Every tourist guide-book (national or international) worth its sales, as well as articles or blog posts on this Varanasi, online discussion fora, and word-of-mouth recommendations mention the Ganga Aarti at the Dashashwamedh Ghat as THE thing to do in the city. I had read and heard so much about the Ganga Aarti that it was on my list of “must do things in life”. So when my Varanasi plans got finalised, it was quite natural that everything revolved around seeing the Ganga Aarti.
On my very first evening in Varanasi, I saw the Ganga Aarti from my hotel room. Well, technically, I did not exactly see the aarti; rather, I witnessed the people participating in the aarti and saw the whole area lit up with a beautiful golden glow from the lamps.
The next evening I went to the Dashashwamedh Ghat to see the aarti in person. Since I had been forewarned that hundreds of people turned up to witness the aarti, I was at the venue half an hour early. That same few hundreds of people also had the same idea and had arrived before I did. See the photograph below:
There was a mela-like atmosphere at the Dashashwamedh Ghat. While there were people sitting on the steps of the Ghat waiting for the Ganga Aarti to begin, there were an equal number of people waiting in boats to view the aarti from the riverside. Then there were vendors selling flowers, tiny oil lamps, and incense sticks as offerings for the aarti. Since it was Dussera or Vijaya Dashami that day, there was also a line of Durga idols waiting to be immersed in the Ganga. Then there were people singing bhajans, photographers setting up their equipment, cows, buffaloes and dogs making themselves comfortable, families getting photographs taken with the Ganga as a backdrop; and dazed-looking foreigners wandering about here and there. In the midst of all this, on five raised platforms, sat five saffron and cream clad pandas (priests) with all the aarti paraphrenalia—an idol of the Goddess Ganga, a multi-tiered oil lamp, flowers, incense sticks, a conch shell, a brass lamp with a snake hood, and many other interesting looking, gleaming brass containers.

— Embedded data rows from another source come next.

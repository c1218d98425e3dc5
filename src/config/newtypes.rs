//! Validated newtype wrappers for configuration values.
//!
//! This module provides type-safe wrappers around string values that validate
//! their contents on construction. Invalid values are rejected with clear error messages.

use crate::error::ConfigError;
use std::fmt;
use std::str::FromStr;

/// A validated Workamajig API access token, sent as the `APIAccessToken` header.
///
/// The `Debug` implementation masks the token so it never ends up in logs.
///
/// # Example
///
/// ```rust
/// use workamajig_api::AccessToken;
///
/// let token = AccessToken::new("my-access-token").unwrap();
/// assert_eq!(token.as_ref(), "my-access-token");
/// assert_eq!(format!("{:?}", token), "AccessToken(*****)");
/// ```
#[derive(Clone, PartialEq, Eq)]
pub struct AccessToken(String);

impl AccessToken {
    /// Creates a new validated access token.
    ///
    /// # Errors
    ///
    /// Returns [`ConfigError::EmptyAccessToken`] if the token is empty.
    pub fn new(token: impl Into<String>) -> Result<Self, ConfigError> {
        let token = token.into();
        if token.trim().is_empty() {
            return Err(ConfigError::EmptyAccessToken);
        }
        Ok(Self(token))
    }
}

impl AsRef<str> for AccessToken {
    fn as_ref(&self) -> &str {
        &self.0
    }
}

impl fmt::Debug for AccessToken {
    fn fmt(&self, f: &mut fmt::Formatter<'_>) -> fmt::Result {
        f.write_str("AccessToken(*****)")
    }
}

/// A validated Workamajig user token, sent as the `UserToken` header.
///
/// Masked in `Debug` output like [`AccessToken`].
#[derive(Clone, PartialEq, Eq)]
pub struct UserToken(String);

impl UserToken {
    /// Creates a new validated user token.
    ///
    /// # Errors
    ///
    /// Returns [`ConfigError::EmptyUserToken`] if the token is empty.
    pub fn new(token: impl Into<String>) -> Result<Self, ConfigError> {
        let token = token.into();
        if token.trim().is_empty() {
            return Err(ConfigError::EmptyUserToken);
        }
        Ok(Self(token))
    }
}

impl AsRef<str> for UserToken {
    fn as_ref(&self) -> &str {
        &self.0
    }
}

impl fmt::Debug for UserToken {
    fn fmt(&self, f: &mut fmt::Formatter<'_>) -> fmt::Result {
        f.write_str("UserToken(*****)")
    }
}

/// A validated API host name.
///
/// Workamajig customers are served from per-tenant hosts, so the host is
/// configurable. A scheme prefix (`https://`) and trailing slashes are
/// stripped; anything else that is not part of a host name is rejected.
///
/// # Example
///
/// ```rust
/// use workamajig_api::ApiHost;
///
/// let host = ApiHost::new("https://acme.workamajig.com/").unwrap();
/// assert_eq!(host.as_ref(), "acme.workamajig.com");
/// ```
#[derive(Clone, Debug, PartialEq, Eq)]
pub struct ApiHost(pub(super) String);

impl ApiHost {
    /// Creates a new validated host.
    ///
    /// # Errors
    ///
    /// Returns [`ConfigError::InvalidHost`] if the value is empty or contains
    /// path, query, or whitespace characters.
    pub fn new(host: impl Into<String>) -> Result<Self, ConfigError> {
        let raw = host.into();
        let trimmed = raw.trim();
        let without_scheme = trimmed
            .strip_prefix("https://")
            .or_else(|| trimmed.strip_prefix("http://"))
            .unwrap_or(trimmed)
            .trim_end_matches('/');

        let valid = !without_scheme.is_empty()
            && without_scheme
                .chars()
                .all(|c| c.is_ascii_alphanumeric() || matches!(c, '-' | '.' | '_'));

        if !valid {
            return Err(ConfigError::InvalidHost { host: raw });
        }

        Ok(Self(without_scheme.to_lowercase()))
    }
}

impl AsRef<str> for ApiHost {
    fn as_ref(&self) -> &str {
        &self.0
    }
}

impl fmt::Display for ApiHost {
    fn fmt(&self, f: &mut fmt::Formatter<'_>) -> fmt::Result {
        f.write_str(&self.0)
    }
}

/// URL scheme used to reach the API.
#[derive(Clone, Copy, Debug, Default, PartialEq, Eq, Hash)]
pub enum Protocol {
    /// Plain HTTP. Only useful against local test servers.
    Http,
    /// HTTPS.
    #[default]
    Https,
}

impl Protocol {
    /// Returns the protocol named by a leading `http://` or `https://`.
    #[must_use]
    pub fn from_url(url: &str) -> Option<Self> {
        let url = url.trim();
        if url.starts_with("https://") {
            Some(Self::Https)
        } else if url.starts_with("http://") {
            Some(Self::Http)
        } else {
            None
        }
    }

    /// Returns the scheme string.
    #[must_use]
    pub const fn as_str(&self) -> &'static str {
        match self {
            Self::Http => "http",
            Self::Https => "https",
        }
    }
}

impl fmt::Display for Protocol {
    fn fmt(&self, f: &mut fmt::Formatter<'_>) -> fmt::Result {
        f.write_str(self.as_str())
    }
}

impl FromStr for Protocol {
    type Err = ConfigError;

    fn from_str(s: &str) -> Result<Self, Self::Err> {
        match s.trim().to_lowercase().as_str() {
            "http" => Ok(Self::Http),
            "https" => Ok(Self::Https),
            _ => Err(ConfigError::InvalidProtocol {
                protocol: s.to_string(),
            }),
        }
    }
}
//! # Workamajig API Rust SDK
//!
//! A Rust client for the Workamajig project-management REST API. Resources
//! (contacts, projects, timesheets) are declared as static tables and turned
//! into callable operations that build the request, send it through a
//! pluggable transport, and classify the response into a JSON payload or a
//! typed [`WorkamajigError`].
//!
//! ## Overview
//!
//! This SDK provides:
//! - Type-safe configuration via [`WorkamajigConfig`] and [`WorkamajigConfigBuilder`]
//! - Validated newtypes for tokens and hosts, with masked debug output for tokens
//! - A [`Workamajig`] client sharing one configuration across its resources
//! - Declarative resources and operations in [`rest`]
//! - A [`Transport`](clients::Transport) boundary with a `reqwest` default
//! - A closed error taxonomy with status-code-first classification
//!
//! ## Quick Start
//!
//! ```rust
//! use workamajig_api::{AccessToken, ApiVersion, UserToken, Workamajig, WorkamajigConfig};
//!
//! let config = WorkamajigConfig::builder()
//!     .access_token(AccessToken::new("your-access-token").unwrap())
//!     .user_token(UserToken::new("your-user-token").unwrap())
//!     .api_version(ApiVersion::Beta1)
//!     .build()
//!     .unwrap();
//!
//! let client = Workamajig::new(config);
//! let list = client.contacts().operation("list").unwrap();
//! assert_eq!(list.name(), "list");
//! ```
//!
//! ## Making API Requests
//!
//! ```rust,ignore
//! use workamajig_api::{ErrorKind, Workamajig};
//! use serde_json::json;
//!
//! let client = Workamajig::from_env()?;
//!
//! let list = client.projects().operation("list").unwrap();
//! match list.call(&[], json!({"projectKey": "ACME-01"}).as_object().cloned()).await {
//!     Ok(projects) => println!("{}", projects["data"]),
//!     Err(e) if e.kind() == ErrorKind::RateLimit => eprintln!("slow down"),
//!     Err(e) => eprintln!("{e}"),
//! }
//!
//! // Or with a callback, delivered on a spawned task
//! list.call_with_callback(&[], None, |result| {
//!     if let Err(e) = result {
//!         eprintln!("{e}");
//!     }
//! });
//! ```
//!
//! ## Design Principles
//!
//! - **No global state**: Configuration is instance-based and shared explicitly
//! - **Fail-fast validation**: Newtypes validate on construction; missing
//!   parameters fail before anything is sent
//! - **Thread-safe**: All types are `Send + Sync`
//! - **Async-first**: Designed for use with Tokio async runtime

pub mod client;
pub mod clients;
pub mod config;
pub mod error;
pub mod rest;

// Re-export public types at crate root for convenience
pub use client::Workamajig;
pub use config::{
    AccessToken, ApiHost, ApiVersion, Protocol, UserToken, WorkamajigConfig,
    WorkamajigConfigBuilder,
};
pub use error::ConfigError;

// Re-export HTTP client types
pub use clients::{
    ClientContext, DataType, ErrorDetails, ErrorKind, HttpMethod, HttpRequest, HttpResponse,
    ReqwestTransport, Transport, TransportError, WorkamajigError,
};

// Re-export resource types
pub use rest::{MethodSpec, Operation, Params, Resource, ResourceDescriptor, WorkamajigResponse};
//! The projects resource.
//!
//! Listing projects requires a `projectKey`; creating one sends a JSON body.
//!
//! ```rust,ignore
//! use serde_json::json;
//!
//! let projects = client.projects();
//!
//! let list = projects.operation("list").unwrap();
//! let found = list.call(&[], json!({"projectKey": "ACME-01"}).as_object().cloned()).await?;
//!
//! let create = projects.operation("create").unwrap();
//! let created = create.call(&[], json!({"projectName": "Launch"}).as_object().cloned()).await?;
//! ```

use crate::clients::{DataType, HttpMethod};
use crate::rest::method::MethodSpec;
use crate::rest::resource::ResourceDescriptor;

const LIST: MethodSpec = MethodSpec::new(HttpMethod::Get).required(&["projectKey"]);

const CREATE: MethodSpec = MethodSpec::new(HttpMethod::Post)
    .headers(&[("Content-Type", "application/json")])
    .encoding(DataType::Json);

/// Projects: `GET {base}/projects` and `POST {base}/projects`.
pub const PROJECTS: ResourceDescriptor =
    ResourceDescriptor::new("projects", "projects").custom(&[("list", LIST), ("create", CREATE)]);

At 7.00 pm, an announcement came on in Hindi signalling the beginning of the Ganga Aarti and urging people to participate in this sacred ritual. The pandas stood up, the pre-recorded music came on, and the Ganga Aarti began.
The Ganga Aarti finishes with one final flourish and suddenly there is silence. Not of the deafening kind, but the absence of the loud pre-recorded aarti music. Other sounds rush in to fill the silence. Cameras clicking the last few shots, a sudden wail from a child, oars slapping against the water, a guide telling his foreign “charges” that “This is the Hindu aarti” (Really? There other aartis?). Soon, these sounds merge and within a few minutes there is a steady indistinguishable hum. While the pandas and their assistants pick up the aarti items and make their way up the ghat steps, the assembled people and the boats start dispersing.
As I walk back, I receive a text from a friend asking me about what I thought of the Ganga Aarti. This is the reply I sent:
Take an essential, but simple, everyday Hindu ritual like the aarti. Add a full orchestra and some dhinchak beats to the traditional aarti song. Get young, photogenic, pandas to conduct the aarti. Rope in a choreographer to give the aarti a more… er… contemporary look and feel. Market the
performanceaarti. And voilà, you have the Ganga Aarti in Varanasi.
For me, the Ganga Aarti is a spectacular, Bollywoodesque, choreographed performance, but definitely not an aarti in the simple, beautiful, spiritually enriching ritual it is supposed to mean.